Re: Efficient model for a sorting

2016-10-04 Thread DuyHai Doan
MV is right now your best choice for this kind of sorting behavior.

Secondary index (whatever the impl, SASI or Lucene) has a cost of
scatter-gather if your cluster scale out. With MV you're at least
guaranteed to hit a single node everytime

On Tue, Oct 4, 2016 at 1:56 PM, Dorian Hoxha  wrote:

> Can you use the lucene index https://github.com/Stratio/
> cassandra-lucene-index ?
>
> On Tue, Oct 4, 2016 at 1:27 PM, Benjamin Roth 
> wrote:
>
>> Hi!
>>
>> I have a frequently used pattern which seems to be quite costly in CS.
>> The pattern is always the same: I have a unique key and a sorting by a
>> different field.
>>
>> To give an example, here a real life example from our model:
>> CREATE TABLE visits.visits_in (
>> user_id int,
>> user_id_visitor int,
>> created timestamp,
>> PRIMARY KEY (user_id, user_id_visitor)
>> ) WITH CLUSTERING ORDER BY (user_id_visitor ASC)
>>
>> CREATE MATERIALIZED VIEW visits.visits_in_sorted_mv AS
>> SELECT user_id, created, user_id_visitor
>> FROM visits.visits_in
>> WHERE user_id IS NOT NULL AND created IS NOT NULL AND user_id_visitor
>> IS NOT NULL
>> PRIMARY KEY (user_id, created, user_id_visitor)
>> WITH CLUSTERING ORDER BY (created DESC, user_id_visitor DESC)
>>
>> This simply represents people, that visited my profile sorted by date
>> desc but only one entry per visitor.
>> Other examples with the same pattern could be a whats-app-like inbox
>> where the last message of each sender is shown by date desc.
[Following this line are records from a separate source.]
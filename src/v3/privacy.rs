//! Privacy (encryption) protocols for SNMPv3 (RFC 3414, RFC 3826).
//!
//! - DES-CBC privacy (RFC 3414 Section 8)
//! - AES-128/192/256-CFB privacy (RFC 3826)
//!
//! # Salt/IV construction
//!
//! ## DES-CBC
//! - Salt (privParameters): engineBoots (4 bytes) || counter (4 bytes)
//! - IV: pre-IV XOR salt (pre-IV is the last 8 bytes of the 16-byte privKey)
//!
//! ## AES-CFB
//! - Salt (privParameters): 64-bit counter = 8 bytes
//! - IV: engineBoots (4) || engineTime (4) || salt (8) = 16 bytes
//!   (concatenation, NOT XOR)

use std::sync::atomic::{AtomicU64, Ordering};

use bytes::Bytes;
use zeroize::{Zeroize, ZeroizeOnDrop};

use super::{AuthProtocol, PrivProtocol};
use crate::error::{CryptoErrorKind, Error, Result};

/// Generate a random non-zero u64 for salt initialization.
fn random_nonzero_u64() -> u64 {
    let mut buf = [0u8; 8];
    loop {
        getrandom::fill(&mut buf).expect("getrandom failed");
        let val = u64::from_ne_bytes(buf);
        if val != 0 {
            return val;
        }
        // 1 in 2^64, but loop anyway
    }
}

/// Thread-safe salt counter shared across encryptions.
///
/// Each encrypted message needs a unique salt; a monotonically increasing
/// counter seeded from cryptographic randomness satisfies RFC 3826
/// Section 3.1.2.1.
pub struct SaltCounter(AtomicU64);

impl SaltCounter {
    /// Create a new salt counter initialized from cryptographic randomness.
    pub fn new() -> Self {
        Self(AtomicU64::new(random_nonzero_u64()))
    }

    /// Create a salt counter initialized to a specific value (tests).
    pub fn from_value(value: u64) -> Self {
        Self(AtomicU64::new(value))
    }

    /// Get the next salt value and increment the counter.
    ///
    /// Never returns zero: per net-snmp behavior, zero is skipped on
    /// wraparound to avoid IV reuse.
    pub fn next(&self) -> u64 {
        let val = self.0.fetch_add(1, Ordering::SeqCst);
        if val == 0 {
            self.0.fetch_add(1, Ordering::SeqCst)
        } else {
            val
        }
    }
}

impl Default for SaltCounter {
    fn default() -> Self {
        Self::new()
    }
}

/// Privacy key for encryption/decryption operations.
///
/// Derived from a password and engine ID with the same algorithm as
/// authentication keys; the relevant prefix is used per protocol
/// (DES: 8 key + 8 pre-IV, AES: 16/24/32 key bytes).
///
/// Key material is zeroed from memory on drop via the `zeroize` crate.
#[derive(Clone, Zeroize, ZeroizeOnDrop)]
pub struct PrivKey {
    key: Vec<u8>,
    #[zeroize(skip)]
    protocol: PrivProtocol,
}

impl PrivKey {
    /// Derive a privacy key from a password and engine ID.
    ///
    /// The authentication protocol must produce at least
    /// [`PrivProtocol::key_len`] bytes; see
    /// [`AuthProtocol::is_compatible_with`]. An incompatible combination is
    /// logged and will fail encryption with `InvalidKeyLength`.
    pub fn from_password(
        auth_protocol: AuthProtocol,
        priv_protocol: PrivProtocol,
        password: &[u8],
        engine_id: &[u8],
    ) -> Self {
        if !auth_protocol.is_compatible_with(priv_protocol) {
            tracing::warn!(
                target: "simple_snmpd::usm",
                auth_protocol = %auth_protocol,
                priv_protocol = %priv_protocol,
                auth_key_len = auth_protocol.digest_len(),
                required_key_len = priv_protocol.key_len(),
                "authentication protocol produces insufficient key material for privacy protocol"
            );
        }

        let master_key = super::auth::password_to_key(auth_protocol, password);
        let key = super::auth::localize_key(auth_protocol, &master_key, engine_id);

        Self {
            key,
            protocol: priv_protocol,
        }
    }

    /// Create a privacy key from raw localized key bytes.
    pub fn from_bytes(protocol: PrivProtocol, key: impl Into<Vec<u8>>) -> Self {
        Self {
            key: key.into(),
            protocol,
        }
    }

    /// Get the privacy protocol.
    pub fn protocol(&self) -> PrivProtocol {
        self.protocol
    }

    /// Encrypt data and return (ciphertext, privParameters).
    ///
    /// `engine_boots`/`engine_time` are the authoritative engine's values;
    /// the salt comes from the shared counter.
    pub fn encrypt(
        &self,
        plaintext: &[u8],
        engine_boots: u32,
        engine_time: u32,
        salt_counter: &SaltCounter,
    ) -> Result<(Bytes, Bytes)> {
        let salt = salt_counter.next();

        match self.protocol {
            PrivProtocol::Des => self.encrypt_des(plaintext, engine_boots, salt),
            PrivProtocol::Aes128 => self.encrypt_aes(plaintext, engine_boots, engine_time, salt, 16),
            PrivProtocol::Aes192 => self.encrypt_aes(plaintext, engine_boots, engine_time, salt, 24),
            PrivProtocol::Aes256 => self.encrypt_aes(plaintext, engine_boots, engine_time, salt, 32),
        }
    }

    /// Decrypt data using the privParameters from the message.
    pub fn decrypt(
        &self,
        ciphertext: &[u8],
        engine_boots: u32,
        engine_time: u32,
        priv_params: &[u8],
    ) -> Result<Bytes> {
        if priv_params.len() != 8 {
            return Err(Error::decrypt(CryptoErrorKind::InvalidPrivParamsLength {
                expected: 8,
                actual: priv_params.len(),
            }));
        }

        match self.protocol {
            PrivProtocol::Des => self.decrypt_des(ciphertext, priv_params),
            PrivProtocol::Aes128 | PrivProtocol::Aes192 | PrivProtocol::Aes256 => {
                self.decrypt_aes(ciphertext, engine_boots, engine_time, priv_params)
            }
        }
    }

    fn check_key_len(&self, needed: usize, encrypting: bool) -> Result<()> {
        if self.key.len() < needed {
            let kind = CryptoErrorKind::InvalidKeyLength;
            return Err(if encrypting {
                Error::encrypt(kind)
            } else {
                Error::decrypt(kind)
            });
        }
        Ok(())
    }

    /// DES-CBC encryption (RFC 3414 Section 8.1.1.1).
    fn encrypt_des(&self, plaintext: &[u8], engine_boots: u32, salt_int: u64) -> Result<(Bytes, Bytes)> {
        use cbc::cipher::{BlockEncryptMut, KeyIvInit};
        type DesCbc = cbc::Encryptor<des::Des>;

        self.check_key_len(16, true)?;

        // DES key is the first 8 bytes; pre-IV the last 8 of the 16-byte key
        let key = &self.key[..8];
        let pre_iv = &self.key[8..16];

        // Salt = engineBoots (4 bytes MSB) || counter low 32 bits (4 bytes MSB)
        let mut salt = [0u8; 8];
        salt[..4].copy_from_slice(&engine_boots.to_be_bytes());
        salt[4..].copy_from_slice(&(salt_int as u32).to_be_bytes());

        // IV = pre-IV XOR salt
        let mut iv = [0u8; 8];
        for i in 0..8 {
            iv[i] = pre_iv[i] ^ salt[i];
        }

        // Zero-pad the plaintext to a multiple of the 8-byte block size
        let padded_len = plaintext.len().div_ceil(8) * 8;
        let mut buffer = vec![0u8; padded_len];
        buffer[..plaintext.len()].copy_from_slice(plaintext);

        let cipher = DesCbc::new_from_slices(key, &iv)
            .map_err(|_| Error::encrypt(CryptoErrorKind::InvalidKeyLength))?;

        let ciphertext = cipher
            .encrypt_padded_mut::<cbc::cipher::block_padding::NoPadding>(&mut buffer, padded_len)
            .map_err(|_| Error::encrypt(CryptoErrorKind::CipherError))?;

        Ok((
            Bytes::copy_from_slice(ciphertext),
            Bytes::copy_from_slice(&salt),
        ))
    }

    /// DES-CBC decryption (RFC 3414 Section 8.1.1.3).
    fn decrypt_des(&self, ciphertext: &[u8], priv_params: &[u8]) -> Result<Bytes> {
        use cbc::cipher::{BlockDecryptMut, KeyIvInit};
        type DesCbc = cbc::Decryptor<des::Des>;

        self.check_key_len(16, false)?;

        if !ciphertext.len().is_multiple_of(8) || ciphertext.is_empty() {
            return Err(Error::decrypt(CryptoErrorKind::InvalidCiphertextLength {
                length: ciphertext.len(),
                block_size: 8,
            }));
        }

        let key = &self.key[..8];
        let pre_iv = &self.key[8..16];

        // IV = pre-IV XOR salt (salt is the privParameters)
        let mut iv = [0u8; 8];
        for i in 0..8 {
            iv[i] = pre_iv[i] ^ priv_params[i];
        }

        let cipher = DesCbc::new_from_slices(key, &iv)
            .map_err(|_| Error::decrypt(CryptoErrorKind::InvalidKeyLength))?;

        let mut buffer = ciphertext.to_vec();
        let plaintext = cipher
            .decrypt_padded_mut::<cbc::cipher::block_padding::NoPadding>(&mut buffer)
            .map_err(|_| Error::decrypt(CryptoErrorKind::CipherError))?;

        Ok(Bytes::copy_from_slice(plaintext))
    }

    /// AES-CFB encryption (RFC 3826 Section 3.1.3).
    fn encrypt_aes(
        &self,
        plaintext: &[u8],
        engine_boots: u32,
        engine_time: u32,
        salt: u64,
        key_len: usize,
    ) -> Result<(Bytes, Bytes)> {
        use aes::{Aes128, Aes192, Aes256};
        use cfb_mode::cipher::{AsyncStreamCipher, KeyIvInit};

        self.check_key_len(key_len, true)?;
        let key = &self.key[..key_len];

        let salt_bytes = salt.to_be_bytes();

        // IV = engineBoots (4) || engineTime (4) || salt (8); concatenation,
        // not XOR, unlike DES
        let mut iv = [0u8; 16];
        iv[..4].copy_from_slice(&engine_boots.to_be_bytes());
        iv[4..8].copy_from_slice(&engine_time.to_be_bytes());
        iv[8..].copy_from_slice(&salt_bytes);

        let mut buffer = plaintext.to_vec();

        match key_len {
            16 => {
                type Aes128Cfb = cfb_mode::Encryptor<Aes128>;
                let cipher = Aes128Cfb::new_from_slices(key, &iv)
                    .map_err(|_| Error::encrypt(CryptoErrorKind::InvalidKeyLength))?;
                cipher.encrypt(&mut buffer);
            }
            24 => {
                type Aes192Cfb = cfb_mode::Encryptor<Aes192>;
                let cipher = Aes192Cfb::new_from_slices(key, &iv)
                    .map_err(|_| Error::encrypt(CryptoErrorKind::InvalidKeyLength))?;
                cipher.encrypt(&mut buffer);
            }
            32 => {
                type Aes256Cfb = cfb_mode::Encryptor<Aes256>;
                let cipher = Aes256Cfb::new_from_slices(key, &iv)
                    .map_err(|_| Error::encrypt(CryptoErrorKind::InvalidKeyLength))?;
                cipher.encrypt(&mut buffer);
            }
            _ => {
                return Err(Error::encrypt(CryptoErrorKind::UnsupportedProtocol));
            }
        }

        Ok((Bytes::from(buffer), Bytes::copy_from_slice(&salt_bytes)))
    }

    /// AES-CFB decryption (RFC 3826 Section 3.1.4).
    fn decrypt_aes(
        &self,
        ciphertext: &[u8],
        engine_boots: u32,
        engine_time: u32,
        priv_params: &[u8],
    ) -> Result<Bytes> {
        use aes::{Aes128, Aes192, Aes256};
        use cfb_mode::cipher::{AsyncStreamCipher, KeyIvInit};

        let key_len = self.protocol.key_len();
        self.check_key_len(key_len, false)?;
        let key = &self.key[..key_len];

        let mut iv = [0u8; 16];
        iv[..4].copy_from_slice(&engine_boots.to_be_bytes());
        iv[4..8].copy_from_slice(&engine_time.to_be_bytes());
        iv[8..].copy_from_slice(priv_params);

        let mut buffer = ciphertext.to_vec();

        match key_len {
            16 => {
                type Aes128Cfb = cfb_mode::Decryptor<Aes128>;
                let cipher = Aes128Cfb::new_from_slices(key, &iv)
                    .map_err(|_| Error::decrypt(CryptoErrorKind::InvalidKeyLength))?;
                cipher.decrypt(&mut buffer);
            }
            24 => {
                type Aes192Cfb = cfb_mode::Decryptor<Aes192>;
                let cipher = Aes192Cfb::new_from_slices(key, &iv)
                    .map_err(|_| Error::decrypt(CryptoErrorKind::InvalidKeyLength))?;
                cipher.decrypt(&mut buffer);
            }
            32 => {
                type Aes256Cfb = cfb_mode::Decryptor<Aes256>;
                let cipher = Aes256Cfb::new_from_slices(key, &iv)
                    .map_err(|_| Error::decrypt(CryptoErrorKind::InvalidKeyLength))?;
                cipher.decrypt(&mut buffer);
            }
            _ => {
                return Err(Error::decrypt(CryptoErrorKind::UnsupportedProtocol));
            }
        }

        Ok(Bytes::from(buffer))
    }
}

impl std::fmt::Debug for PrivKey {
    fn fmt(&self, f: &mut std::fmt::Formatter<'_>) -> std::fmt::Result {
        f.debug_struct("PrivKey")
            .field("protocol", &self.protocol)
            .field("key", &"[REDACTED]")
            .finish()
    }
}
There are lots
>> of examples for that pattern.
>>
>> E.g. in redis I'd just use a sorted set, where the key could be like
>> "visits_${user_id}", set key would be user_id_visitor and score
>> the created timestamp.
>> In MySQL I'd create the table with PK on user_id + user_id_visitor and
>> create an index on user_id + created
>> In C* i use an MV.
>>
>> Is this the most efficient approach?
>> I also could have done this without an MV but then the situation in our
>> app would be far more complex.
>> I know that denormalization is a common pattern in C* and I don't
>> hesitate to use it but in this case, it is not as simple as it's not an
>> append-only case but updates have to be handled correctly.
>> If it is the first visit of a user, it's that simple, just 2 inserts in
>> base table + denormalized table. But on a 2nd or 3rd visit, the 1st or 2nd
>> visit has to be deleted from the denormalized table before. Otherwise the
>> visit would not be unique any more.
>> Handling this case without an MV requires a lot more effort, I guess even
>> more effort than just using an MV.
>> 1. You need kind of app-side locking to deal with race conditions
>> 2. Read before write is required to determine if an old record has to be
>> deleted
>> 3. At least CL_QUORUM is required to make sure that read before write is
>> always consistent
>> 4. Old record has to be deleted on update
>>
>> I guess, using an MV here is more efficient as there is less roundtrip
>> between C* and the app to do all that and the MV does not require strong
>> consistency as MV updates are always local and are eventual consistent when
>> the base table is. So there is also no need for distributed locks.
>>
>> I ask all this as we now use CS 3.x and have been advised that 3.x is
>> still not considered really production ready.
>>
>> I guess in a perfect world, this wouldn't even require an MV if SASI
>> indexes could be created over more than 1 column. E.g. in MySQL this case
>> is nothing else than a BTree. AFAIK SASI indices are also BTrees, filtering
>> by Partition Key (which should to be done anyway) and sorting by a field
>> would perfectly do the trick. But from the docs, this is not possible right
>> now.
>>
>> Does anyone see a better solution or are all my assumptions correct?
>>
>> --
>> Benjamin Roth
>> Prokurist
>>
>> Jaumo GmbH · www.jaumo.com
>> Wehrstraße 46 · 73035 Göppingen · Germany
>> Phone +49 7161 304880-6 · Fax +49 7161 304880-1
>> AG Ulm · HRB 731058 · Managing Director: Jens Kammerer
>>
>
>


Re: Efficient model for a sorting

2016-10-04 Thread Dorian Hoxha
Can you use the lucene index
https://github.com/Stratio/cassandra-lucene-index ?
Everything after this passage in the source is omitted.